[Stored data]
************
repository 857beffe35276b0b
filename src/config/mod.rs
pub mod config;
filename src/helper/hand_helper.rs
use crate::utils::coordinate::{HandLandmarks, FINGER_TIP_PIP, INDEX_MCP, INDEX_PIP, INDEX_TIP, MIDDLE_MCP, THUMB_TIP};

/// is_finger_extended checks tip above pip (smaller y), which assumes an upright hand.
pub fn is_finger_extended(hand: &HandLandmarks, tip: usize, pip: usize) -> bool {
    hand.get(tip).y < hand.get(pip).y
}

/// fingers_open counts extended fingers among index, middle, ring and pinky.
pub fn fingers_open(hand: &HandLandmarks) -> usize {
    FINGER_TIP_PIP
        .iter()
        .filter(|(tip, pip)| is_finger_extended(hand, *tip, *pip))
        .count()
}

/// is_pointing is the index-up shape: index extended, the other three curled.
pub fn is_pointing(hand: &HandLandmarks) -> bool {
    let index_extended = is_finger_extended(hand, INDEX_TIP, INDEX_PIP);
    let others_curled = FINGER_TIP_PIP[1..]
        .iter()
        .all(|(tip, pip)| !is_finger_extended(hand, *tip, *pip));
    index_extended && others_curled
}

/// index_tilt is the horizontal offset between index tip and index mcp.
pub fn index_tilt(hand: &HandLandmarks) -> f32 {
    (hand.get(INDEX_TIP).x - hand.get(INDEX_MCP).x).abs()
}

pub fn thumb_to_middle_mcp(hand: &HandLandmarks) -> f32 {
    hand.get(THUMB_TIP).distance(&hand.get(MIDDLE_MCP))
}

#[cfg(test)]
pub(crate) mod test_hands {
    use crate::utils::coordinate::*;

    /// Builds an upright hand with the wrist at `(wx, wy)`. Every finger starts
    /// curled (tip below pip); callers extend the ones they need.
    pub fn hand_at(wx: f32, wy: f32) -> HandLandmarks {
        let mut lm = [Landmark::new(wx, wy); HAND_LANDMARK_COUNT];
        for (finger, (tip, pip)) in FINGER_TIP_PIP.iter().enumerate() {
            let x = wx - 0.03 + 0.02 * finger as f32;
            let mcp = pip - 1;
            lm[mcp] = Landmark::new(x, wy - 0.08);
            lm[*pip] = Landmark::new(x, wy - 0.12);
            lm[pip + 1] = Landmark::new(x, wy - 0.10);
            lm[*tip] = Landmark::new(x, wy - 0.09);
        }
        // thumb tucked next to the middle mcp
        lm[THUMB_TIP] = Landmark::new(wx + 0.01, wy - 0.06);
        HandLandmarks::new(lm)
    }

    pub fn extend(hand: &mut HandLandmarks, tip: usize, pip: usize) {
        let pip_lmk = hand.landmarks[pip];
        hand.landmarks[tip] = Landmark::new(pip_lmk.x, pip_lmk.y - 0.06);
    }

    pub fn open_hand(wx: f32, wy: f32) -> HandLandmarks {
        let mut hand = hand_at(wx, wy);
        for (tip, pip) in FINGER_TIP_PIP {
            extend(&mut hand, tip, pip);
        }
        hand
    }

    pub fn fist(wx: f32, wy: f32) -> HandLandmarks {
        hand_at(wx, wy)
    }

    /// Index pointing up, fingertip at `(tx, ty)`, index mcp at `(mcp_x, ty + 0.15)`.
    pub fn pointing_hand(tx: f32, ty: f32, mcp_x: f32) -> HandLandmarks {
        let mut hand = hand_at(mcp_x, ty + 0.23);
        hand.landmarks[INDEX_MCP] = Landmark::new(mcp_x, ty + 0.15);
        hand.landmarks[INDEX_PIP] = Landmark::new((tx + mcp_x) / 2.0, ty + 0.08);
        hand.landmarks[INDEX_TIP] = Landmark::new(tx, ty);
        hand
    }

    pub fn set_thumb(hand: &mut HandLandmarks, x: f32, y: f32) {
        hand.landmarks[THUMB_TIP] = Landmark::new(x, y);
    }
}
use std::fmt;
use serde::{Deserialize, Serialize};

/// Gesture labels the pipeline can emit. "No gesture" is `None` at the call site.
#[derive(Debug, Clone, Copy, PartialEq, Eq, Hash, Serialize, Deserialize)]
pub enum Gesture {
    /// Two or more faces in the frame.
    Double,
    /// Open mouth with a red, bright patch between the lips.
    Tongue,
    /// Hands clasped below the chin, or open palms raised to face height.
    Scared,
    /// Fists held low, apart from each other.
    Mad,
    /// Index finger straight up with the thumb tucked.
    Idea,
    /// Pointing finger at the mouth.
    Think,
}

impl Gesture {
    pub const ALL: [Gesture; 6] = [
        Gesture::Double,
        Gesture::Tongue,
        Gesture::Scared,
        Gesture::Mad,
        Gesture::Idea,
        Gesture::Think,
    ];

    pub fn as_str(&self) -> &'static str {
        match self {
            Gesture::Double => "Double",
            Gesture::Tongue => "Tongue",
            Gesture::Scared => "Scared",
            Gesture::Mad => "Mad",
            Gesture::Idea => "Idea",
            Gesture::Think => "Think",
        }
    }
}

impl fmt::Display for Gesture {
    fn fmt(&self, f: &mut fmt::Formatter<'_>) -> fmt::Result {
        f.write_str(self.as_str())
    }
}
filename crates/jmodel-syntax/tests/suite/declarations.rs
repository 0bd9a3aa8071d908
use jmodel_syntax::{parse, MemberDecl, Modifier, TypeDeclKind, TypeRefKind};
use pretty_assertions::assert_eq;

const SOURCE: &str = r#"
@Deprecated
package com.example;

import java.util.List;
import java.util.*;
import static java.lang.Math.max;

/** Docs. */
public abstract class Shape<T extends Comparable<T> & Cloneable> extends Base implements Runnable, java.io.Serializable {
    public static final int SIDES = 4, CORNERS = SIDES * 2;
    private List<Map<String, List<T>>> nested;
    int legacy[];

    static { System.out.println("init"); }

    protected Shape(int x, String... rest) throws java.io.IOException {
        super();
    }

    public abstract <R> R accept(Visitor<? super T, R> visitor);

    @Override
    public void run() {
        if (a > b) { return; }
    }

    static class Inner {}
    sealed interface Node permits Leaf {}
    non-sealed class Leaf implements Node {}
}
"#;

#[test]
fn parses_package_imports_and_header() {
    let parse = parse(SOURCE);
    assert!(parse.errors().is_empty(), "{:?}", parse.errors());
    let unit = parse.compilation_unit();

    let package = unit.package.as_ref().expect("package");
    assert_eq!(package.name, "com.example");
    assert_eq!(package.annotations[0].name, "Deprecated");

    let imports: Vec<_> = unit
        .imports
        .iter()
        .map(|import| (import.path.as_str(), import.is_static, import.is_star))
        .collect();
    assert_eq!(
        imports,
        vec![
            ("java.util.List", false, false),
            ("java.util", false, true),
            ("java.lang.Math.max", true, false),
        ]
    );

    let shape = &unit.types[0];
    assert_eq!(shape.kind, TypeDeclKind::Class);
    assert_eq!(shape.name, "Shape");
    assert!(shape.modifiers.has(Modifier::Public));
    assert!(shape.modifiers.has(Modifier::Abstract));
    assert_eq!(shape.type_params.len(), 1);
    assert_eq!(shape.type_params[0].bounds.len(), 2);
    assert_eq!(shape.extends[0].erased_text(), "Base");
    assert_eq!(shape.implements[1].erased_text(), "java.io.Serializable");
}

#[test]
fn parses_members() {
    let parse = parse(SOURCE);
    let shape = &parse.compilation_unit().types[0];

    let fields: Vec<_> = shape
        .fields()
        .flat_map(|field| field.declarators.iter().map(|d| d.name.as_str()))
        .collect();
    assert_eq!(fields, vec!["SIDES", "CORNERS", "nested", "legacy"]);

    let legacy = shape.fields().nth(2).unwrap();
    assert_eq!(legacy.declarators[0].dims, 1);

    let nested = shape.fields().nth(1).unwrap();
    let TypeRefKind::Named(segments) = &nested.ty.kind else {
        panic!("expected named type");
    };
    assert_eq!(segments[0].name, "List");
    assert_eq!(segments[0].args[0].erased_text(), "Map");

    let methods: Vec<_> = shape.methods().map(|m| (m.name.as_str(), m.is_constructor)).collect();
    assert_eq!(
        methods,
        vec![("Shape", true), ("accept", false), ("run", false)]
    );

    let ctor = shape.methods().next().unwrap();
    assert_eq!(ctor.params.len(), 2);
    assert!(ctor.params[1].is_varargs);
    assert_eq!(ctor.throws[0].erased_text(), "java.io.IOException");

    let accept = shape.methods().nth(1).unwrap();
    assert_eq!(accept.type_params[0].name, "R");
    assert!(accept.body_range.is_none());

    let run = shape.methods().nth(2).unwrap();
    assert!(run.return_ty.is_none());
    assert_eq!(run.modifiers.annotations[0].name, "Override");
    assert!(run.body_range.is_some());

    assert!(shape
        .members
        .iter()
        .any(|m| matches!(m, MemberDecl::Initializer(init) if init.is_static)));

    let nested_types: Vec<_> = shape
        .member_types()
        .map(|t| (t.name.as_str(), t.kind))
        .collect();
    assert_eq!(
        nested_types,
        vec![
            ("Inner", TypeDeclKind::Class),
            ("Node", TypeDeclKind::Interface),
            ("Leaf", TypeDeclKind::Class),
        ]
    );
    let node = shape.member_types().nth(1).unwrap();
    assert!(node.modifiers.has(Modifier::Sealed));
    assert_eq!(node.permits[0].erased_text(), "Leaf");
    let leaf = shape.member_types().nth(2).unwrap();
    assert!(leaf.modifiers.has(Modifier::NonSealed));
}

#[test]
fn parses_enum_annotation_and_record() {
    let text = r#"
enum Color implements Named {
    RED("r"), GREEN("g") { @Override public String code() { return "x"; } }, BLUE;
    private final String code;
    Color() { this(null); }
    Color(String code) { this.code = code; }
}

@interface Range {
    int min() default 0;
    int max() default Integer.MAX_VALUE;
    String[] tags() default {};
}

record Point<T>(int x, T y) implements Comparable<Point<T>> {
    Point {
        if (x < 0) throw new IllegalArgumentException();
    }
    static Point<String> origin() { return null; }
}
"#;
    let parse = parse(text);
    assert!(parse.errors().is_empty(), "{:?}", parse.errors());
    let unit = parse.compilation_unit();

    let color = &unit.types[0];
    assert_eq!(color.kind, TypeDeclKind::Enum);
    let constants: Vec<_> = color
        .enum_constants
        .iter()
        .map(|c| (c.name.as_str(), c.args.len(), c.has_body))
        .collect();
    assert_eq!(
        constants,
        vec![("RED", 1, false), ("GREEN", 1, true), ("BLUE", 0, false)]
    );
    assert_eq!(color.methods().filter(|m| m.is_constructor).count(), 2);

    let range = &unit.types[1];
    assert_eq!(range.kind, TypeDeclKind::Annotation);
    let defaults: Vec<_> = range
        .methods()
        .map(|m| m.default_value.is_some())
        .collect();
    assert_eq!(defaults, vec![true, true, true]);

    let point = &unit.types[2];
    assert_eq!(point.kind, TypeDeclKind::Record);
    let components: Vec<_> = point
        .record_components
        .iter()
        .map(|c| (c.name.as_str(), c.ty.erased_text()))
        .collect();
    assert_eq!(
        components,
        vec![("x", "int".to_string()), ("y", "T".to_string())]
    );
    let methods: Vec<_> = point.methods().map(|m| m.name.as_str()).collect();
    assert_eq!(methods, vec!["origin"]);
}

#[test]
fn annotation_element_forms() {
    let text = r#"
@Target({ElementType.TYPE, ElementType.METHOD})
@Retention(RetentionPolicy.RUNTIME)
@SuppressWarnings(value = "unchecked", other = @Nested(1))
@Marker
class A {}
"#;
    let parse = parse(text);
    assert!(parse.errors().is_empty(), "{:?}", parse.errors());
    let annotations = &parse.compilation_unit().types[0].modifiers.annotations;
    let names: Vec<_> = annotations.iter().map(|a| a.name.as_str()).collect();
    assert_eq!(names, vec!["Target", "Retention", "SuppressWarnings", "Marker"]);

    let target = &annotations[0].elements[0];
    assert_eq!(target.name, "value");
    assert!(matches!(&target.value, jmodel_syntax::Expr::ArrayInit(array) if array.elements.len() == 2));

    let suppress = &annotations[2].elements;
    assert_eq!(suppress[0].name, "value");
    assert_eq!(suppress[1].name, "other");
    assert!(matches!(suppress[1].value, jmodel_syntax::Expr::Annotation(_)));

    assert!(annotations[3].elements.is_empty());
}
************
The result should be every line that contains "MemberDecl", copied from the entries.

use jmodel_syntax::{parse, MemberDecl, Modifier, TypeDeclKind, TypeRefKind};
        .any(|m| matches!(m, MemberDecl::Initializer(init) if init.is_static)));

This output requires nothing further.